For a Code Reviewer model, you might add:

"Review this Python function for security issues"
"What are the performance bottlenecks in this code?"
"Suggest a cleaner way to write this"

For an Explain Like I'm 5 model:

"Explain how the internet works"
"What is quantum computing?"
"Why is the sky blue?"

These aren't required but they make the model feel polished and help users who aren't sure what to ask.

Capabilities

Below the prompt setup, you'll see toggle switches for capabilities:

Vision:           Enable image analysis (needs a vision base model)
Web Search:       Let the model search the web for current info
Image Generation: Enable image creation (needs DALL-E or similar)
File Upload:      Allow document uploads with context injection

Toggle these based on what your custom model needs. A code reviewer probably doesn't need image generation. A research assistant probably wants web search.

Knowledge Bindings

You can attach Knowledge collections to a custom model. When you do, the model automatically has access to those documents in every conversation. No need for the user to upload or reference anything.

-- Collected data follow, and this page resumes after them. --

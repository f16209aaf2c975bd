use std::sync::Arc;
use std::time::Duration;

use warden_core::clock::Clock;
use warden_core::credentials::CredentialValidator;
use warden_core::error::AuthError;
use warden_core::identity::IdentityStore;

use crate::auth::jwt::TokenService;
use crate::auth::password::{HashingPool, PasswordHasher};
use crate::config::{ConfigError, ServerConfig};
use crate::middleware::rbac::{default_policies, PolicySet};
use crate::services::{UserService, UserServiceSettings};

/// Failures while assembling [`AppState`].
#[derive(Debug, thiserror::Error)]
pub enum StartupError {
    #[error(transparent)]
    Config(#[from] ConfigError),

    #[error(transparent)]
    Auth(#[from] AuthError),
}

/// Shared application state available to all Axum handlers via `State<AppState>`.
///
/// This is cheaply cloneable (inner data is behind `Arc` or is already `Clone`).
#[derive(Clone)]
pub struct AppState {
    /// Server configuration.
    pub config: Arc<ServerConfig>,
    /// Identity orchestration (login, sign-up, password and role changes).
    pub users: UserService,
    /// Authorization policies per protected operation.
    pub policies: Arc<PolicySet>,
    /// Database pool, when identities live in Postgres. Used by `/health`.
    pub pool: Option<warden_db::DbPool>,
}

impl AppState {
    /// Wire the services from configuration and an identity store.
    pub fn build(
        config: ServerConfig,
        store: Arc<dyn IdentityStore>,
        clock: Arc<dyn Clock>,
        pool: Option<warden_db::DbPool>,
    ) -> Result<Self, StartupError> {
        let hasher = PasswordHasher::new(&config.password)?;
        let hashing = HashingPool::new(hasher, config.password.max_concurrent);
        let tokens = TokenService::new(&config.jwt, clock);

        let users = UserService::new(
            store,
            hashing,
            tokens,
            CredentialValidator::new(config.credentials.clone()),
            UserServiceSettings {
                default_role: config.default_role.clone(),
                token_ttl: config.jwt.access_token_ttl(),
                store_timeout: Duration::from_secs(config.store_timeout_secs),
            },
        )?;

        Ok(Self {
            config: Arc::new(config),
            users,
            policies: Arc::new(default_policies()),
            pool,
        })
    }

    pub fn tokens(&self) -> &TokenService {
        self.users.tokens()
    }
}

This is powerful for things like:

A company FAQ bot with your docs pre-loaded
A study assistant with your textbook chapters attached
A coding helper with your project's documentation bound

We'll cover Knowledge in more detail later, but know that this is where you connect them to specific models.

Tool Bindings

Similar to Knowledge, you can attach specific Tools to a model. Tools let the model interact with external systems or perform specific actions like running calculations or executing code.

OpenWebUI comes with some built-in tools and you can create custom ones. For now, just know the option exists.

Saving and Using Your Model

Click Save. Your custom model now appears in the model dropdown alongside the base Ollama models. Select it, start chatting, and everything you configured takes effect automatically.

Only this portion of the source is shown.